Despite the slowdown in the Chinese economy and the resulting slump in commodity prices, a consortium of Chinese, Singaporean, and Guinean companies are due to ramp up bauxite ore mining in the West African country of Guinea from 10 to 15 million tons this year, before reaching 30 million tons in 2017.
Guinea boasts the largest undeveloped high-grade iron ore deposits in the world and some $222 billion worth of bauxite. Bauxite is a primary source for production of aluminum—a metal so ubiquitous in modern manufacturing that it is found in everything from bottle caps to aircraft carriers.
As a result of profits from mining, Guinea’s infrastructure has seen a great boost. But every silver lining has its cloud, and in the case of bauxite mining that cloud is a radioactive miasma of arsenic, mercury, and uranium.
Dams and Democracy
The construction of the Kaleta hydroelectric dam has brought a stable electricity supply to the capital city Conakry for the first time, and plans are in place for a second $2 billion dam which would double the country’s electricity output.
The successful completion of the dam also played a significant role in President Alpha Conde’s reelection to office last year, marking the country’s second relatively free and fair elections after decades of military dictatorship.

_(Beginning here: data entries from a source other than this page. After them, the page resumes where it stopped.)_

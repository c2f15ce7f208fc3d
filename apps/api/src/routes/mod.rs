pub mod health;
pub mod pages;

use std::any::Any;

use axum::{
    response::{IntoResponse, Response},
    routing::{get, post},
    Router,
};
use tower_http::{catch_panic::CatchPanicLayer, services::ServeDir};

use crate::errors::AppError;
use crate::prediction::handlers;
use crate::state::AppState;

pub fn build_router(state: AppState) -> Router {
    let static_files = ServeDir::new(&state.paths.static_dir);

    Router::new()
        .route("/health", get(health::health_handler))
        // Pages
        .route("/", get(pages::handle_home))
        .route("/results", get(pages::handle_results))
        .route("/Activities", get(pages::handle_activities))
        .route("/About", get(pages::handle_about))
        // Prediction API
        .route("/predict", post(handlers::handle_predict))
        .nest_service("/static", static_files)
        .layer(CatchPanicLayer::custom(panic_response))
        .with_state(state)
}

/// Turns a handler panic into the same 500 payload as any other server error.
fn panic_response(panic: Box<dyn Any + Send + 'static>) -> Response {
    let message = if let Some(s) = panic.downcast_ref::<String>() {
        s.clone()
    } else if let Some(s) = panic.downcast_ref::<&str>() {
        s.to_string()
    } else {
        "unknown panic".to_string()
    };
    AppError::Server(message).into_response()
}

Other blandishments have included $200 million spent on health clinics, housing, and solar street lighting. Much of this was achieved during the Ebola outbreak of 2014, which killed 2,540 Guineans and saw most international firms mothballing projects and withdrawing workers.
Red, Toxic Dust
China became Africa’s biggest trading partner in 2009, and it has shared enough of the profits to make these improvements possible. But the human rights and environmental concerns characteristic of such partnerships with China have also come to Guinea.
China is now heavily investing in Guinean mines because its previous main source of bauxite, Malaysia, banned mining activities for environmental reasons. Malaysia imposed a three-month moratorium on bauxite mining following outcry from locals about runoff from unregulated mines polluting drinking water and red, toxic dust falling on villages and farms due to lax transportation regulations.

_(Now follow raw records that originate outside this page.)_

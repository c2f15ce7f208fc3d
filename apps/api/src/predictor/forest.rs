use serde::Deserialize;

use crate::models::features::{FeatureVector, FEATURE_COUNT};

use super::{ensure_finite, ModelLoadError, PredictError, SuccessRatePredictor};

/// Averaged ensemble of regression trees.
#[derive(Debug, Clone, Deserialize)]
pub struct ForestModel {
    pub trees: Vec<RegressionTree>,
}

/// Flat node list; node 0 is the root.
#[derive(Debug, Clone, Deserialize)]
pub struct RegressionTree {
    pub nodes: Vec<TreeNode>,
}

#[derive(Debug, Clone, Deserialize)]
#[serde(untagged)]
pub enum TreeNode {
    /// Go `left` when `x[feature] <= threshold`, else `right`.
    Split {
        feature: usize,
        threshold: f64,
        left: usize,
        right: usize,
    },
    Leaf { value: f64 },
}

impl ForestModel {
    pub(super) fn validate(&self) -> Result<(), ModelLoadError> {
        if self.trees.is_empty() {
            return Err(ModelLoadError::Invalid("forest has no trees".to_string()));
        }
        for (t, tree) in self.trees.iter().enumerate() {
            tree.validate()
                .map_err(|reason| ModelLoadError::Invalid(format!("tree {t}: {reason}")))?;
        }
        Ok(())
    }
}

impl RegressionTree {
    // Children must point forward, which rules out cycles.
    fn validate(&self) -> Result<(), String> {
        if self.nodes.is_empty() {
            return Err("no nodes".to_string());
        }
        let len = self.nodes.len();
        for (i, node) in self.nodes.iter().enumerate() {
            match *node {
                TreeNode::Split {
                    feature,
                    threshold,
                    left,
                    right,
                } => {
                    if feature >= FEATURE_COUNT {
                        return Err(format!("node {i} splits on unknown feature {feature}"));
                    }
                    if !threshold.is_finite() {
                        return Err(format!("node {i} has a non-finite threshold"));
                    }
                    for child in [left, right] {
                        if child <= i || child >= len {
                            return Err(format!("node {i} has invalid child {child}"));
                        }
                    }
                }
                TreeNode::Leaf { value } => {
                    if !value.is_finite() {
                        return Err(format!("leaf {i} has a non-finite value"));
                    }
                }
            }
        }
        Ok(())
    }

    fn predict(&self, x: &[f64; FEATURE_COUNT]) -> Result<f64, PredictError> {
        let mut idx = 0;
        loop {
            match self.nodes.get(idx) {
                Some(TreeNode::Leaf { value }) => return Ok(*value),
                Some(TreeNode::Split {
                    feature,
                    threshold,
                    left,
                    right,
                }) => {
                    idx = if x[*feature] <= *threshold { *left } else { *right };
                }
                None => return Err(PredictError::Model(format!("dangling node index {idx}"))),
            }
        }
    }
}

impl SuccessRatePredictor for ForestModel {
    fn predict(&self, features: &FeatureVector) -> Result<f64, PredictError> {
        let x = features.values();
        let mut total = 0.0;
        for tree in &self.trees {
            total += tree.predict(x)?;
        }
        ensure_finite(total / self.trees.len() as f64)
    }
}

#[cfg(test)]
mod tests {
    use super::*;

    fn stump(feature: usize, threshold: f64, low: f64, high: f64) -> RegressionTree {
        RegressionTree {
            nodes: vec![
                TreeNode::Split {
                    feature,
                    threshold,
                    left: 1,
                    right: 2,
                },
                TreeNode::Leaf { value: low },
                TreeNode::Leaf { value: high },
            ],
        }
    }

    fn readings(heart_rate: f64, error_rate: f64) -> FeatureVector {
        FeatureVector::new([heart_rate, 0.9, 0.3, 0.95, 0.8, error_rate])
    }

    #[test]
    fn test_split_goes_left_on_equal_threshold() {
        let forest = ForestModel {
            trees: vec![stump(0, 80.0, 50.0, 95.0)],
        };
        assert_eq!(forest.predict(&readings(80.0, 0.0)).unwrap(), 50.0);
        assert_eq!(forest.predict(&readings(80.5, 0.0)).unwrap(), 95.0);
    }

    #[test]
    fn test_forest_averages_trees() {
        let forest = ForestModel {
            trees: vec![stump(0, 100.0, 60.0, 0.0), stump(5, 0.1, 80.0, 0.0)],
        };
        assert_eq!(forest.predict(&readings(70.0, 0.05)).unwrap(), 70.0);
    }

    #[test]
    fn test_decodes_from_json() {
        let raw = r#"{"trees":[{"nodes":[
            {"feature":5,"threshold":0.1,"left":1,"right":2},
            {"value":91.0},
            {"value":40.0}
        ]}]}"#;
        let forest: ForestModel = serde_json::from_str(raw).unwrap();
        assert!(forest.validate().is_ok());
        assert_eq!(forest.predict(&readings(80.0, 0.05)).unwrap(), 91.0);
    }

    #[test]
    fn test_empty_forest_rejected() {
        let forest = ForestModel { trees: vec![] };
        assert!(matches!(forest.validate(), Err(ModelLoadError::Invalid(_))));
    }

    #[test]
    fn test_backward_child_rejected() {
        let tree = RegressionTree {
            nodes: vec![
                TreeNode::Split {
                    feature: 0,
                    threshold: 1.0,
                    left: 0,
                    right: 1,
                },
                TreeNode::Leaf { value: 1.0 },
            ],
        };
        let err = tree.validate().unwrap_err();
        assert!(err.contains("invalid child 0"), "{err}");
    }

    #[test]
    fn test_out_of_range_child_rejected() {
        let forest = ForestModel {
            trees: vec![RegressionTree {
                nodes: vec![TreeNode::Split {
                    feature: 0,
                    threshold: 1.0,
                    left: 1,
                    right: 7,
                }],
            }],
        };
        let err = forest.validate().unwrap_err().to_string();
        assert!(err.starts_with("Invalid model: tree 0"), "{err}");
    }

    #[test]
    fn test_unknown_feature_rejected() {
        let tree = stump(FEATURE_COUNT, 1.0, 0.0, 1.0);
        assert!(tree.validate().unwrap_err().contains("unknown feature"));
    }

    #[test]
    fn test_unvalidated_dangling_index_is_predict_error() {
        let forest = ForestModel {
            trees: vec![RegressionTree {
                nodes: vec![TreeNode::Split {
                    feature: 0,
                    threshold: 1.0,
                    left: 3,
                    right: 3,
                }],
            }],
        };
        assert!(matches!(
            forest.predict(&readings(0.0, 0.0)),
            Err(PredictError::Model(_))
        ));
    }
}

The dust is dredged up during the bauxite excavation process and, unless the trucks transporting it from the mine are adequately covered, it leaves a thick red coating on everything it passes on route to the refinery.
In Pahang Province, the effect of the red dust on people’s health and farmland has been called an environmental catastrophe. In Kuantan, where most of the water consumed by residents is drawn downstream of the mines, the rivers have on occasion turned red, as has the nearby coastline after heavy spells of rain have carried the noxious sediment into the sea.
Last December, the Pahang Fisheries Department issued a warning against the consumption of seafood until further tests could be carried out to determine if the heavy metal pollution had made it into the food chain.
With the world’s largest reserves of bauxite ore and Malaysian production on hiatus, Guinea’s industry stands poised to become the world’s leading exporter of bauxite.
The question is whether Guinea is ready for the added environmental pressures that moving from 5 million tons of production last year to 30 million in 2017 will bring. The signs aren’t encouraging.
In contrast to Malaysia, which is a developed country with a modern regulatory system, Guinea is one of the world’s least developed countries scrambling to emerge from decades of economic torpor and still in its democratic infancy.
What’s more, mining areas heavily overlap with farming grounds, a fact that could endanger the country’s capacity to feed its growing population.
Short-term gains in mining could lead farmers to abandon their crops or sell their lands to mining companies. In the words of Guinea’s agriculture minister, Jacqueline Sultan: “It is a challenge for the two sectors to coexist,” she told the Guardian. “Given the choice between a sector that employs 100,000 people or the capacity to feed 12 million people, I prefer the latter.”
Although progress has been made in terms of social indicators since the transition from military to civilian rule in 2010, little has been done to clean up the mining industry.
Despite the abundance of resources, Guinea remains one of the poorest African states, suffering from 50 years of military rule that left its infrastructure in tatters. And apart from the building of mega-projects, Chinese companies are not famous for encouraging workers’ rights or safety.
In 2011, the government did put forward a new mining code with provisions to combat corruption and protect the environment, but regulations are yet to be implemented. Since it became Africa’s biggest trading partner China has received a lot of criticism for exploiting the lax human rights and environmental protection in the continent to run smash-and-grab operations to exploit its resources.
Observers have become increasingly worried things may be no different in Guinea. As evidence of this they point to the use of Chinese workers to build the port and ancillary infrastructure for the transport of the bauxite whilst locals suffer high rates of unemployment.
Chinese officials claim they have learned from their experience in Zambia, where delays over minimum-wage rises and failure to remedy unsafe work practices resulted in deadly riots in 2012.
Whatever concessions are offered to Guinean workers, if they do not go hand in hand with huge improvements to environmental protection, they are likely to be overshadowed by a cloud of toxic red dust.
Uju Okoye is a Toronto-based researcher with a focus on African politics.